Grayson Hawthorne was wearing a different suit now. This one was black—and so were his shirt and his tie.
“You.” Alisa greeted him with a steely-eyed look.
“I take it I’m not forgiven for interfering?” Grayson asked.
“You’re nineteen,” Alisa retorted. “Would it kill you to act like it?”
“It might.” Grayson flashed his teeth in a smile. “And you’re welcome.” It took me a second to realize that by interfering, Grayson meant coming to fetch me. “Ladies,” he said, “may I take your coats?”
“I’ll keep mine,” I replied, feeling contrary—and like an extra layer between me and the rest of the world couldn’t hurt.
“And yours?” Grayson asked Libby smoothly.
Still agog at the foyer, Libby shed her coat and handed it to him. Grayson walked underneath one of the stone arches. On the other side, there was a corridor. Small square panels lined the wall. Grayson laid a hand on one panel and pushed. He turned his hand ninety degrees, pushed in the next panel, and then, in a motion too fast for me to decode, hit at least two others. I heard a pop, and a door appeared, separating itself from the rest of the wall as it swung open.
“What the…” I started to say.
Grayson reached in and pulled out a hanger. “Coat closet.” That wasn’t an explanation. It was a label, like this was any old coat closet in any old house.
Alisa took that as her cue to leave us in Grayson’s capable hands, and I tried to summon up a response that wasn’t just standing there with my mouth open like a fish. Grayson went to close the closet, but a sound from deep within stopped him.
I heard a creak, then a bam. There was a shuffling sound back behind the coats, and then a figure in shadow pushed through them and stepped out into the light. A boy, maybe my age, maybe a little younger. He was wearing a suit, but that was where the similarities with Grayson ended. This boy’s suit was rumpled, like he’d taken a nap in it—or twenty. The jacket wasn’t buttoned. The tie lying around his neck wasn’t tied. He was tall but had a baby face—and a mop of dark, curly hair. His eyes were light brown and so was his skin.

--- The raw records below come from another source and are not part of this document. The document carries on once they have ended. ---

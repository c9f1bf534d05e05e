use async_trait::async_trait;
use sqlx::Row;
use sqlx::postgres::PgRow;

use crate::application::ports::reward_repository::RewardRepository;
use crate::domain::rewards::{NewReward, Reward, RewardPatch};
use crate::infrastructure::db::{PgPool, map_db_err};

pub struct SqlxRewardRepository {
    pub pool: PgPool,
}

impl SqlxRewardRepository {
    pub fn new(pool: PgPool) -> Self {
        Self { pool }
    }
}

fn reward_from_row(r: &PgRow) -> Reward {
    Reward {
        id: r.get("id"),
        name: r.get("name"),
        points_required: r.get("points_required"),
        stock: r.get("stock"),
        claimed: r.get("claimed"),
    }
}

#[async_trait]
impl RewardRepository for SqlxRewardRepository {
    async fn list(&self, search: Option<String>) -> anyhow::Result<Vec<Reward>> {
        let rows = sqlx::query(
            r#"SELECT id, name, points_required, stock, claimed
               FROM rewards
               WHERE $1::text IS NULL OR name ILIKE '%' || $1 || '%'
               ORDER BY points_required ASC, id ASC"#,
        )
        .bind(search)
        .fetch_all(&self.pool)
        .await?;
        Ok(rows.iter().map(reward_from_row).collect())
    }

    async fn get(&self, id: i64) -> anyhow::Result<Option<Reward>> {
        let row = sqlx::query(
            "SELECT id, name, points_required, stock, claimed FROM rewards WHERE id = $1",
        )
        .bind(id)
        .fetch_optional(&self.pool)
        .await?;
        Ok(row.as_ref().map(reward_from_row))
    }

    async fn create(&self, input: &NewReward) -> anyhow::Result<Reward> {
        let row = sqlx::query(
            r#"INSERT INTO rewards (name, points_required, stock)
               VALUES ($1, $2, $3)
               RETURNING id, name, points_required, stock, claimed"#,
        )
        .bind(&input.name)
        .bind(input.points_required)
        .bind(input.stock)
        .fetch_one(&self.pool)
        .await
        .map_err(map_db_err)?;
        Ok(reward_from_row(&row))
    }

    async fn update(&self, id: i64, patch: &RewardPatch) -> anyhow::Result<Option<Reward>> {
        let row = sqlx::query(
            r#"UPDATE rewards
               SET name = COALESCE($2, name),
                   points_required = COALESCE($3, points_required),
                   stock = COALESCE($4, stock)
               WHERE id = $1
               RETURNING id, name, points_required, stock, claimed"#,
        )
        .bind(id)
        .bind(&patch.name)
        .bind(patch.points_required)
        .bind(patch.stock)
        .fetch_optional(&self.pool)
        .await
        .map_err(map_db_err)?;
        Ok(row.as_ref().map(reward_from_row))
    }

    async fn delete(&self, id: i64) -> anyhow::Result<bool> {
        let res = sqlx::query("DELETE FROM rewards WHERE id = $1")
            .bind(id)
            .execute(&self.pool)
            .await
            .map_err(map_db_err)?;
        Ok(res.rows_affected() > 0)
    }

    async fn import(&self, rows: &[NewReward]) -> anyhow::Result<u64> {
        let mut tx = self.pool.begin().await?;
        let mut inserted = 0;
        for row in rows {
            let res = sqlx::query(
                r#"INSERT INTO rewards (name, points_required, stock)
                   VALUES ($1, $2, $3)
                   ON CONFLICT (name) DO NOTHING"#,
            )
            .bind(&row.name)
            .bind(row.points_required)
            .bind(row.stock)
            .execute(&mut *tx)
            .await
            .map_err(map_db_err)?;
            inserted += res.rows_affected();
        }
        tx.commit().await?;
        Ok(inserted)
    }
}
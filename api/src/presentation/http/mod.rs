pub mod auth;
pub mod customers;
pub mod error;
pub mod health;
pub mod imports;
pub mod memberships;
pub mod notifications;
pub mod products;
pub mod reports;
pub mod rewards;
pub mod transactions;

use axum::Json;
use axum::extract::Path;
use axum::extract::rejection::{JsonRejection, PathRejection};
use serde::Deserialize;

use crate::application::error::{AppError, AppResult};

/// `?search=` on list endpoints.
#[derive(Debug, Default, Deserialize)]
pub struct SearchQuery {
    pub search: Option<String>,
}

/// Body rejections answer with the JSON error shape instead of axum's plain text.
pub(crate) fn json_body<T>(body: Result<Json<T>, JsonRejection>) -> AppResult<T> {
    body.map(|Json(v)| v)
        .map_err(|e| AppError::validation(e.body_text()))
}

pub(crate) fn path_param<T>(param: Result<Path<T>, PathRejection>) -> AppResult<T> {
    param
        .map(|Path(v)| v)
        .map_err(|e| AppError::validation(e.body_text()))
}
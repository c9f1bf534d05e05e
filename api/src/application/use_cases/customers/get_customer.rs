use crate::application::error::{AppError, AppResult};
use crate::application::ports::customer_repository::CustomerRepository;
use crate::domain::customers::Customer;

pub struct GetCustomer<'a, R: CustomerRepository + ?Sized> {
    pub repo: &'a R,
}

impl<'a, R: CustomerRepository + ?Sized> GetCustomer<'a, R> {
    pub async fn execute(&self, id: i64) -> AppResult<Customer> {
        self.repo
            .get(id)
            .await?
            .ok_or_else(|| AppError::not_found("customer not found"))
    }
}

“Am I late?” he asked Grayson.
“One might suggest that you direct that query toward your watch.”
“Is Jameson here yet?” the dark-haired boy amended his question.
Grayson stiffened. “No.”
The other boy grinned. “Then I’m not late!” He looked past Grayson, to Libby and me. “And these must be our guests! How rude of Grayson not to introduce us.”
A muscle in Grayson’s jaw twitched. “Avery Grambs,” he said formally, “and her sister, Libby. Ladies, this is my brother, Alexander.” For a moment, it seemed like Grayson might leave it there, but then came the eyebrow arch. “Xander is the baby of the family.”
“I’m the handsome one,” Xander corrected. “I know what you’re thinking. This serious bugger beside me can really fill out an Armani suit. But, I ask you, can he jolt the universe on and up to ten with his smile, like a young Mary Tyler Moore incarnate in the body of a multiracial James Dean?” Xander seemed to have only one mode of speaking: fast. “No,” he answered his own question. “No, he cannot.”
He finally stopped talking long enough for someone else to speak. “It’s nice to meet you,” Libby managed.
“Spend a lot of time in coat closets?” I asked.
Xander dusted his hands off on his pants. “Secret passage,” he said, then attempted to dust off his pant legs with his hands. “This place is full of them.”